Possono essere consumati, invece:
- carne, preferibilmente magra;
- pesce;
- uova fino a 3 volte alla settimana;
- frutta fresca e verdura, soprattutto radici come carote e ravanelli;
- fritta secca come noci e mandorle;
- spezie ed erbe aromatiche;
- olio extravergine d’oliva e aceto come condimenti.
Menu settimanale di esempio
Prima di riportare un menu di esempio, della Dieta Whole30 è bene sottolineare come sia fondamentale rivolgersi al proprio medico prima di variare drasticamente il proprio regime alimentare. Questa dieta, infatti, impone privazioni e cambiamenti che potrebbero non essere indicate in presenza di disturbi, patologie o particolari condizioni dell’organismo.
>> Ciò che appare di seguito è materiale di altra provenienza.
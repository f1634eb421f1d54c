//! Exchanges and the authoritative routing-key set (spec §4.1).

use serde::{Deserialize, Serialize};
use std::fmt;

#[derive(Debug, Clone, Copy, PartialEq, Eq, Hash)]
pub enum Exchange {
    UserEvents,
    OrderEvents,
    BookEvents,
    WarehouseEvents,
    SearchEvents,
    CompensationEvents,
}

impl Exchange {
    pub fn name(self) -> &'static str {
        match self {
            Exchange::UserEvents => "user_events",
            Exchange::OrderEvents => "order_events",
            Exchange::BookEvents => "book_events",
            Exchange::WarehouseEvents => "warehouse_events",
            Exchange::SearchEvents => "search_events",
            Exchange::CompensationEvents => "compensation_events",
        }
    }
}

/// The authoritative routing-key set from spec §4.1. Any key not in this
/// enum is a contract violation, not a typo to paper over.
#[derive(Debug, Clone, Copy, PartialEq, Eq, Hash, Serialize, Deserialize)]
pub enum RoutingKey {
    UserCreated,
    UserUpdated,
    UserRoleChanged,
    SellerCreated,

    BookCreated,
    BookUpdated,
    BookDeleted,
    BookStockUpdated,

    OrderCreated,
    OrderPaid,
    OrderShipped,
    OrderDelivered,
    OrderCancelled,
    OrderRefunded,
    OrderItemStatusChanged,

    InventoryReservationFailed,
    SellerStatsUpdateFailed,
    NotificationFailed,

    CompensationRequired,
    CompensationCompleted,
    OrderCancellationRequested,

    /// Supplemented (spec.md's Notification Dispatcher is invoked
    /// synchronously by its caller in the distilled spec; the expanded spec
    /// also accepts this key so the dispatcher can run as an independent
    /// consumer — see SPEC_FULL.md §B).
    NotificationRequested,
}

impl RoutingKey {
    pub fn as_str(self) -> &'static str {
        match self {
            RoutingKey::UserCreated => "UserCreated",
            RoutingKey::UserUpdated => "UserUpdated",
            RoutingKey::UserRoleChanged => "UserRoleChanged",
            RoutingKey::SellerCreated => "SellerCreated",
            RoutingKey::BookCreated => "BookCreated",
            RoutingKey::BookUpdated => "BookUpdated",
            RoutingKey::BookDeleted => "BookDeleted",
            RoutingKey::BookStockUpdated => "BookStockUpdated",
            RoutingKey::OrderCreated => "OrderCreated",
            RoutingKey::OrderPaid => "OrderPaid",
            RoutingKey::OrderShipped => "OrderShipped",
            RoutingKey::OrderDelivered => "OrderDelivered",
            RoutingKey::OrderCancelled => "OrderCancelled",
            RoutingKey::OrderRefunded => "OrderRefunded",
            RoutingKey::OrderItemStatusChanged => "OrderItemStatusChanged",
            RoutingKey::InventoryReservationFailed => "InventoryReservationFailed",
            RoutingKey::SellerStatsUpdateFailed => "SellerStatsUpdateFailed",
            RoutingKey::NotificationFailed => "NotificationFailed",
            RoutingKey::CompensationRequired => "CompensationRequired",
            RoutingKey::CompensationCompleted => "CompensationCompleted",
            RoutingKey::OrderCancellationRequested => "OrderCancellationRequested",
            RoutingKey::NotificationRequested => "NotificationRequested",
        }
    }

    pub fn exchange(self) -> Exchange {
        match self {
            RoutingKey::UserCreated | RoutingKey::UserUpdated | RoutingKey::UserRoleChanged | RoutingKey::SellerCreated => {
                Exchange::UserEvents
            }
            RoutingKey::BookCreated
            | RoutingKey::BookUpdated
            | RoutingKey::BookDeleted
            | RoutingKey::BookStockUpdated => Exchange::BookEvents,
            RoutingKey::OrderCreated
            | RoutingKey::OrderPaid
            | RoutingKey::OrderShipped
            | RoutingKey::OrderDelivered
            | RoutingKey::OrderCancelled
            | RoutingKey::OrderRefunded
            | RoutingKey::OrderItemStatusChanged => Exchange::OrderEvents,
            RoutingKey::InventoryReservationFailed | RoutingKey::SellerStatsUpdateFailed => {
                Exchange::WarehouseEvents
            }
            RoutingKey::NotificationFailed | RoutingKey::NotificationRequested => Exchange::UserEvents,
            RoutingKey::CompensationRequired
            | RoutingKey::CompensationCompleted
            | RoutingKey::OrderCancellationRequested => Exchange::CompensationEvents,
        }
    }
}

impl fmt::Display for RoutingKey {
    fn fmt(&self, f: &mut fmt::Formatter<'_>) -> fmt::Result {
        write!(f, "{}", self.as_str())
    }
}

#[cfg(test)]
mod tests {
    use super::*;

    #[test]
    fn every_routing_key_maps_to_an_exchange() {
        let keys = [
            RoutingKey::UserCreated,
            RoutingKey::SellerCreated,
            RoutingKey::BookStockUpdated,
            RoutingKey::OrderPaid,
            RoutingKey::InventoryReservationFailed,
            RoutingKey::CompensationRequired,
            RoutingKey::NotificationRequested,
        ];
        for key in keys {
            let _ = key.exchange().name();
        }
    }
}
Altrettanto importante, inoltre, è accompagnare il regime alimentare restrittivo con regolare attività fisica per ottenere risultati concreti e soprattutto più duraturi.
Ecco uno schema settimanale tipo:
- lunedì: colazione con macedonia di frutta fresca e un caffè, spuntino con una manciata di noci e mandorle, pranzo con pesce cotto al forno o al cartoccio accompagnato da verdure, merenda con un frutto e cena con carne ai ferri più insalata mista di stagione;
- martedì: a colazione 2 uova sode più caffè o spremuta, come spuntino un centrifugato di frutta e verdura, a pranzo pesce e verdure grigliate, a merenda un frutto e a cena pollo ai ferri accompagnato da carciofi;
- mercoledì: colazione con 2 uova strapazzate e latte di mandorle senza zucchero, spuntino con una manciata di frutta secca, pranzo con minestrone di verdure e una porzione di pollo alla piastra, merenda con un frutto e cena con del salmone arrostito con contorno di patate;
- giovedì: a colazione una banana e un caffè, come spuntino un centrifugato di verdura, a pranzo petto di pollo alla piastra con verdure a piacere, merenda con una tazza di tè verde, cena con pesce al forno con verdure al vapore;
- venerdì: a colazione macedonia di frutta fresca più caffè, come spuntino verdure crude a piacere, a pranzo una porzione di carne con insalata arricchita da semi di zucca e frutta secca, merenda con un frutto, cena con verdure alla griglia e omelette fatta solo con albumi;
- sabato: colazione con frutta fresca e caffè, spuntino con un centrifugato di verdure, pranzo con carne ai ferri e verdure al vapore, cena con zuppa di cavolo nera e calamari al forno;
- domenica: a colazione due uova sode e un bicchiere di latte di mandorle, come spuntino verdure crude, a pranzo pesce cotto al forno o al cartoccio accompagnato da verdure, merenda con un frutto e cena con carne ai ferri più insalata mista di stagione con pinoli e semi di zucca.